• [Problem description]: Match the word "TcpStream". Return each line of the data below where it appears.

• [Records for the task]:
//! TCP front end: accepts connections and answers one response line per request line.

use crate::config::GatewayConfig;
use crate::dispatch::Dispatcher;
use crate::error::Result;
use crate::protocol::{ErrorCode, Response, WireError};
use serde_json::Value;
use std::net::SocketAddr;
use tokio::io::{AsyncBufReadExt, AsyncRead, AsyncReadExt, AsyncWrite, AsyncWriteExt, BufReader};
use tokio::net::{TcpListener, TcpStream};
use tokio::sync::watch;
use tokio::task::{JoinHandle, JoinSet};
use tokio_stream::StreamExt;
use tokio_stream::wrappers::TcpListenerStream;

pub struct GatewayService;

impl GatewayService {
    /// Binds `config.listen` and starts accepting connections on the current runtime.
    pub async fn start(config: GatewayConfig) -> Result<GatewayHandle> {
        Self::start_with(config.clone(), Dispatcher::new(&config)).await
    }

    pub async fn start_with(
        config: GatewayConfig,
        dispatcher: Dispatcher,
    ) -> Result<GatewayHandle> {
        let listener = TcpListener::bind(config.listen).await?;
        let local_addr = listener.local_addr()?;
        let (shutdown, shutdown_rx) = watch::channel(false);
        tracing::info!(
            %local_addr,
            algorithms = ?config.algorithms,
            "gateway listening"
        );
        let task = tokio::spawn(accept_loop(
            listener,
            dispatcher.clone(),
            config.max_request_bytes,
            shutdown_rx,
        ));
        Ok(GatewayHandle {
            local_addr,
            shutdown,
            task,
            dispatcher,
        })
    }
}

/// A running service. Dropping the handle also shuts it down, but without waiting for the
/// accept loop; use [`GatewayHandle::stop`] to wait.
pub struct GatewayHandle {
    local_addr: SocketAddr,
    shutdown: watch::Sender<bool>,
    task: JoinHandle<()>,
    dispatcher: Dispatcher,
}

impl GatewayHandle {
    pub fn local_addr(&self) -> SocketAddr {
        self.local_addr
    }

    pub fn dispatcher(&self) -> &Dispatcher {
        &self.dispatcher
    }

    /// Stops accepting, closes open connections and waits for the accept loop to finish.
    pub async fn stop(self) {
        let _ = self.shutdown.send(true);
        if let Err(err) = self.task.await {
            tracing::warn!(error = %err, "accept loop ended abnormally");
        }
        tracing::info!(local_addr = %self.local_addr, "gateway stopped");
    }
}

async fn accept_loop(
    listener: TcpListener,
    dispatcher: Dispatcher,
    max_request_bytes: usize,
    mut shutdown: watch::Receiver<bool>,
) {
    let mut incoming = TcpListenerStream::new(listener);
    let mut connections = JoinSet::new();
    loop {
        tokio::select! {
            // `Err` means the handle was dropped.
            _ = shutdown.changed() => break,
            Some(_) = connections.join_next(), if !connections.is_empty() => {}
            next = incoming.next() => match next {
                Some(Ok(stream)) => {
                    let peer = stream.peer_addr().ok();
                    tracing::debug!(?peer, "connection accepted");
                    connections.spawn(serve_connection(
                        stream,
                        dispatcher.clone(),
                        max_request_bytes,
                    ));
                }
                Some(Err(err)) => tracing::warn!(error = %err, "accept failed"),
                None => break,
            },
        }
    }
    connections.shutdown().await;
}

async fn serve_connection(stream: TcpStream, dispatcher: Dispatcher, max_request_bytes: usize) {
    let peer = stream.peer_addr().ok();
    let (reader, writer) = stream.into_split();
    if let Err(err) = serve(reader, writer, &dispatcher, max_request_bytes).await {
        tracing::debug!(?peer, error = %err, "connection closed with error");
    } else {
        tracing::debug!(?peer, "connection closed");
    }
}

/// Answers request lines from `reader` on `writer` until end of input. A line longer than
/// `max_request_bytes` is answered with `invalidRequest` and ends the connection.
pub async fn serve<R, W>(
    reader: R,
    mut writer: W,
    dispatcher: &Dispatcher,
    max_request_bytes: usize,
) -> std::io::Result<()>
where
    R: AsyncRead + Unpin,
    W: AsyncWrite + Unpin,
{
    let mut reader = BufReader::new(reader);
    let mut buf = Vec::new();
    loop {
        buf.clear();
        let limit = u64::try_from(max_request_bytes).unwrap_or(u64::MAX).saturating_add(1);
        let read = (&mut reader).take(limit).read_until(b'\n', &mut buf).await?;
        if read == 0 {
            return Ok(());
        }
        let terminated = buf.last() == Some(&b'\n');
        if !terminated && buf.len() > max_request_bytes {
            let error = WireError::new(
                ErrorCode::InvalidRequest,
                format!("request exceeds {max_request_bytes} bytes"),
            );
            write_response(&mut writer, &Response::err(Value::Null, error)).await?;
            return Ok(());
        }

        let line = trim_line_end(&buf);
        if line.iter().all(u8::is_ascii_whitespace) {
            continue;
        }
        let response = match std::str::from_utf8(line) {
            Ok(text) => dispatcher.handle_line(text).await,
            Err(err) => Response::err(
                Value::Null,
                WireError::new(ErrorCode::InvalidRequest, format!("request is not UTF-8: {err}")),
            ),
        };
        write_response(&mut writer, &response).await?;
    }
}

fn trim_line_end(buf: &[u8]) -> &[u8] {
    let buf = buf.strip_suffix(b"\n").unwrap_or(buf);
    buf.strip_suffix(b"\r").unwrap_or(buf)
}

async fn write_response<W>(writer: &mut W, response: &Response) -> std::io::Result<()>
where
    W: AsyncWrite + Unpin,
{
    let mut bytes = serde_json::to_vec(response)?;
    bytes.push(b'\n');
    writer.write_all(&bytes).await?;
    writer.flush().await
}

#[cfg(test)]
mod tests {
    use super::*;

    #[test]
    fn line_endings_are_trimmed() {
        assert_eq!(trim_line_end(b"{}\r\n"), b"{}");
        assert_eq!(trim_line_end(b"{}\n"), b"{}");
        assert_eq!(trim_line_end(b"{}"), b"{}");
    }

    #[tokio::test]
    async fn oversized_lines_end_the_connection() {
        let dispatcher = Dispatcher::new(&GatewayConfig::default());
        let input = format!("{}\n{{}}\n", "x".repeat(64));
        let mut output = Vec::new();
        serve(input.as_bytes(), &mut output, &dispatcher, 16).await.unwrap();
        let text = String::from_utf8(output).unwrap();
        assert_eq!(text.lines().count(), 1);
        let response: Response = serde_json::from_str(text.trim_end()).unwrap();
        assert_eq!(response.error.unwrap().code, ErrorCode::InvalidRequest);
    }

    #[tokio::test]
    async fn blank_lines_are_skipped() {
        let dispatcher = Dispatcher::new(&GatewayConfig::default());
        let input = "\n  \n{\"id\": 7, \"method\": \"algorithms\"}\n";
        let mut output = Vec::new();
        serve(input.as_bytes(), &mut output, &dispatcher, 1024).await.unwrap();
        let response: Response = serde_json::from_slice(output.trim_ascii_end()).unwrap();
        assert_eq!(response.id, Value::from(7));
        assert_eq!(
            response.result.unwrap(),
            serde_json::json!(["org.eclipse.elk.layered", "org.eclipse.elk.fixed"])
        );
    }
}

• [Problem solution]:
use tokio::net::{TcpListener, TcpStream};
async fn serve_connection(stream: TcpStream, dispatcher: Dispatcher, max_request_bytes: usize) {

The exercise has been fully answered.